Stored items
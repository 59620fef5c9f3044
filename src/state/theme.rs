//! Theme State
//!
//! Dark mode, text direction and accessibility flags for the whole app.
//! Startup resolution order: stored override, then the OS preference,
//! then the default. OS-level preference changes keep applying until the
//! user sets an explicit override.

use std::rc::Rc;

use leptos::*;
use wasm_bindgen::closure::Closure;
use wasm_bindgen::JsCast;

use crate::storage::{
    KeyValueStore, LocalStore, StoreHandle, THEME_HIGH_CONTRAST_KEY, THEME_MODE_KEY, THEME_RTL_KEY,
};

/// Duration of the mode switch animation
const TRANSITION_MS: u32 = 300;

/// Languages rendered right-to-left
pub const RTL_LANGUAGES: &[&str] = &["ar", "he", "fa", "ur", "ku", "dv"];

/// Custom properties set on the document root for the light palette
const LIGHT_PALETTE: &[(&str, &str)] = &[
    ("--color-bg-primary", "#f9fafb"),
    ("--color-bg-surface", "#ffffff"),
    ("--color-text-primary", "#111827"),
    ("--color-text-secondary", "#4b5563"),
    ("--color-border", "#e5e7eb"),
    ("--color-accent", "#059669"),
];

/// Custom properties set on the document root for the dark palette
const DARK_PALETTE: &[(&str, &str)] = &[
    ("--color-bg-primary", "#111827"),
    ("--color-bg-surface", "#1f2937"),
    ("--color-text-primary", "#ffffff"),
    ("--color-text-secondary", "#9ca3af"),
    ("--color-border", "#374151"),
    ("--color-accent", "#10b981"),
];

fn palette(mode: ThemeMode) -> &'static [(&'static str, &'static str)] {
    match mode {
        ThemeMode::Light => LIGHT_PALETTE,
        ThemeMode::Dark => DARK_PALETTE,
    }
}

/// Color mode for the whole document
#[derive(Debug, Clone, Copy, PartialEq, Eq)]
pub enum ThemeMode {
    Light,
    Dark,
}

impl ThemeMode {
    pub fn as_str(&self) -> &'static str {
        match self {
            ThemeMode::Light => "light",
            ThemeMode::Dark => "dark",
        }
    }

    pub fn parse(value: &str) -> Option<Self> {
        match value {
            "light" => Some(ThemeMode::Light),
            "dark" => Some(ThemeMode::Dark),
            _ => None,
        }
    }

    pub fn toggled(&self) -> Self {
        match self {
            ThemeMode::Light => ThemeMode::Dark,
            ThemeMode::Dark => ThemeMode::Light,
        }
    }
}

/// Whether a language tag reads right-to-left
///
/// Accepts full BCP 47 tags; only the primary subtag matters.
pub fn is_rtl_language(language: &str) -> bool {
    let primary = language.split('-').next().unwrap_or(language);
    RTL_LANGUAGES.contains(&primary)
}

/// Resolve the starting mode from a stored override and the OS preference
pub fn resolve_mode(stored: Option<&str>, os_prefers_dark: bool) -> ThemeMode {
    match stored.and_then(ThemeMode::parse) {
        Some(mode) => mode,
        None if os_prefers_dark => ThemeMode::Dark,
        None => ThemeMode::Light,
    }
}

/// Resolve a boolean flag from a stored override and an OS default
pub fn resolve_flag(stored: Option<&str>, os_default: bool) -> bool {
    match stored {
        Some(value) => value == "true",
        None => os_default,
    }
}

/// Flip the mode and persist the explicit choice
pub fn toggle_and_persist(store: &dyn KeyValueStore, current: ThemeMode) -> ThemeMode {
    let next = current.toggled();
    store.set(THEME_MODE_KEY, next.as_str());
    next
}

/// Process-wide theme service provided to all components
#[derive(Clone)]
pub struct ThemeState {
    store: StoreHandle,
    /// Active color mode
    pub mode: RwSignal<ThemeMode>,
    /// Right-to-left layout
    pub rtl: RwSignal<bool>,
    /// High contrast colors
    pub high_contrast: RwSignal<bool>,
    /// OS-level reduced motion preference, never persisted
    pub reduced_motion: RwSignal<bool>,
}

impl ThemeState {
    /// Build the theme state from stored overrides and OS preferences
    ///
    /// Without a stored override, text direction follows the browser
    /// language.
    pub fn load(store: StoreHandle) -> Self {
        let mode = resolve_mode(
            store.get(THEME_MODE_KEY).as_deref(),
            media_query_matches("(prefers-color-scheme: dark)"),
        );
        let rtl = resolve_flag(
            store.get(THEME_RTL_KEY).as_deref(),
            browser_language().map(|lang| is_rtl_language(&lang)).unwrap_or(false),
        );
        let high_contrast = resolve_flag(
            store.get(THEME_HIGH_CONTRAST_KEY).as_deref(),
            media_query_matches("(prefers-contrast: more)"),
        );
        let reduced_motion = media_query_matches("(prefers-reduced-motion: reduce)");

        Self {
            store,
            mode: create_rw_signal(mode),
            rtl: create_rw_signal(rtl),
            high_contrast: create_rw_signal(high_contrast),
            reduced_motion: create_rw_signal(reduced_motion),
        }
    }

    /// Toggle dark mode, animating the switch and persisting the choice
    pub fn toggle_mode(&self) {
        begin_transition();

        let next = toggle_and_persist(self.store.as_ref(), self.mode.get_untracked());
        self.mode.set(next);
        self.apply_to_document();
    }

    pub fn set_rtl(&self, rtl: bool) {
        self.rtl.set(rtl);
        self.store
            .set(THEME_RTL_KEY, if rtl { "true" } else { "false" });
        self.apply_to_document();
    }

    pub fn set_high_contrast(&self, on: bool) {
        self.high_contrast.set(on);
        self.store
            .set(THEME_HIGH_CONTRAST_KEY, if on { "true" } else { "false" });
        self.apply_to_document();
    }

    /// Animation duration honoring the reduced motion preference
    pub fn transition_ms(&self) -> u32 {
        if self.reduced_motion.get() {
            0
        } else {
            TRANSITION_MS
        }
    }

    /// Write the current theme onto the document root
    pub fn apply_to_document(&self) {
        if let Some(root) = document_root() {
            let class_list = root.class_list();

            match self.mode.get_untracked() {
                ThemeMode::Dark => {
                    let _ = class_list.add_1("dark");
                }
                ThemeMode::Light => {
                    let _ = class_list.remove_1("dark");
                }
            }

            if self.high_contrast.get_untracked() {
                let _ = class_list.add_1("high-contrast");
            } else {
                let _ = class_list.remove_1("high-contrast");
            }

            if self.reduced_motion.get_untracked() {
                let _ = class_list.add_1("reduced-motion");
            } else {
                let _ = class_list.remove_1("reduced-motion");
            }

            // Document language follows direction; the UI has no separate
            // language picker
            if self.rtl.get_untracked() {
                let _ = root.set_attribute("dir", "rtl");
                let _ = root.set_attribute("lang", "ar");
            } else {
                let _ = root.set_attribute("dir", "ltr");
                let _ = root.set_attribute("lang", "en");
            }

            let vars = palette(self.mode.get_untracked());
            if let Some(html) = root.dyn_ref::<web_sys::HtmlElement>() {
                let style = html.style();
                for (name, value) in vars {
                    let _ = style.set_property(name, value);
                }
            }

            // Browser chrome color follows the page background
            if let Some(meta) = web_sys::window()
                .and_then(|window| window.document())
                .and_then(|document| {
                    document
                        .query_selector("meta[name='theme-color']")
                        .ok()
                        .flatten()
                })
            {
                let background = vars
                    .iter()
                    .find(|(name, _)| *name == "--color-bg-primary")
                    .map(|(_, value)| *value)
                    .unwrap_or("#ffffff");
                let _ = meta.set_attribute("content", background);
            }
        }
    }

    /// Follow OS preference changes until the user stores an override
    fn listen_for_os_changes(&self) {
        let state = self.clone();
        on_media_change("(prefers-color-scheme: dark)", move |matches| {
            if state.store.get(THEME_MODE_KEY).is_none() {
                state.mode.set(if matches {
                    ThemeMode::Dark
                } else {
                    ThemeMode::Light
                });
                state.apply_to_document();
            }
        });

        let state = self.clone();
        on_media_change("(prefers-reduced-motion: reduce)", move |matches| {
            state.reduced_motion.set(matches);
            state.apply_to_document();
        });
    }
}

/// Provide the theme to the component tree and apply it once
pub fn provide_theme_state() {
    let state = ThemeState::load(Rc::new(LocalStore));
    state.apply_to_document();
    state.listen_for_os_changes();
    provide_context(state);
}

fn document_root() -> Option<web_sys::Element> {
    web_sys::window()?.document()?.document_element()
}

/// The browser's preferred language tag, e.g. "ar-EG"
fn browser_language() -> Option<String> {
    web_sys::window()?.navigator().language()
}

/// Evaluate a media query, false when the API is unavailable
fn media_query_matches(query: &str) -> bool {
    web_sys::window()
        .and_then(|w| w.match_media(query).ok().flatten())
        .map(|list| list.matches())
        .unwrap_or(false)
}

/// Subscribe to changes of a media query for the page's lifetime
fn on_media_change(query: &str, handler: impl Fn(bool) + 'static) {
    if let Some(list) = web_sys::window().and_then(|w| w.match_media(query).ok().flatten()) {
        let closure = Closure::wrap(Box::new(move |event: web_sys::MediaQueryListEvent| {
            handler(event.matches());
        }) as Box<dyn FnMut(_)>);

        let _ = list.add_event_listener_with_callback("change", closure.as_ref().unchecked_ref());
        closure.forget();
    }
}

/// Add the transition class for the duration of the mode switch
fn begin_transition() {
    if let Some(root) = document_root() {
        let _ = root.class_list().add_1("theme-transition");

        gloo_timers::callback::Timeout::new(TRANSITION_MS, move || {
            if let Some(root) = document_root() {
                let _ = root.class_list().remove_1("theme-transition");
            }
        })
        .forget();
    }
}

#[cfg(test)]
mod tests {
    use super::*;
    use crate::storage::MemoryStore;

    #[test]
    fn test_resolve_mode_prefers_stored_value() {
        assert_eq!(resolve_mode(Some("dark"), false), ThemeMode::Dark);
        assert_eq!(resolve_mode(Some("light"), true), ThemeMode::Light);
    }

    #[test]
    fn test_palettes_define_the_same_properties() {
        let light: Vec<&str> = palette(ThemeMode::Light).iter().map(|(n, _)| *n).collect();
        let dark: Vec<&str> = palette(ThemeMode::Dark).iter().map(|(n, _)| *n).collect();
        assert_eq!(light, dark);
        assert!(light.contains(&"--color-bg-primary"));
    }

    #[test]
    fn test_resolve_mode_falls_back_to_os_then_default() {
        assert_eq!(resolve_mode(None, true), ThemeMode::Dark);
        assert_eq!(resolve_mode(None, false), ThemeMode::Light);
        // Junk in storage behaves like no override
        assert_eq!(resolve_mode(Some("purple"), true), ThemeMode::Dark);
    }

    #[test]
    fn test_resolve_flag_parses_stored_value() {
        assert!(resolve_flag(Some("true"), false));
        assert!(!resolve_flag(Some("false"), true));
        assert!(resolve_flag(None, true));
    }

    #[test]
    fn test_double_toggle_returns_to_start_and_persists() {
        let store = MemoryStore::new();

        let once = toggle_and_persist(&store, ThemeMode::Light);
        assert_eq!(once, ThemeMode::Dark);
        assert_eq!(store.get(THEME_MODE_KEY), Some("dark".to_string()));

        let twice = toggle_and_persist(&store, once);
        assert_eq!(twice, ThemeMode::Light);
        assert_eq!(store.get(THEME_MODE_KEY), Some("light".to_string()));
    }

    #[test]
    fn test_rtl_language_detection() {
        assert!(is_rtl_language("ar"));
        assert!(is_rtl_language("he"));
        assert!(!is_rtl_language("en"));
        assert!(!is_rtl_language("fr"));

        // Region subtags are ignored
        assert!(is_rtl_language("ar-EG"));
        assert!(is_rtl_language("fa-IR"));
        assert!(!is_rtl_language("en-US"));
    }
}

## Task objective:
Find the string "once" in the records, then copy each line where it occurs.

## Solved problem:
/// Provide the theme to the component tree and apply it once
        let once = toggle_and_persist(&store, ThemeMode::Light);
        assert_eq!(once, ThemeMode::Dark);
        let twice = toggle_and_persist(&store, once);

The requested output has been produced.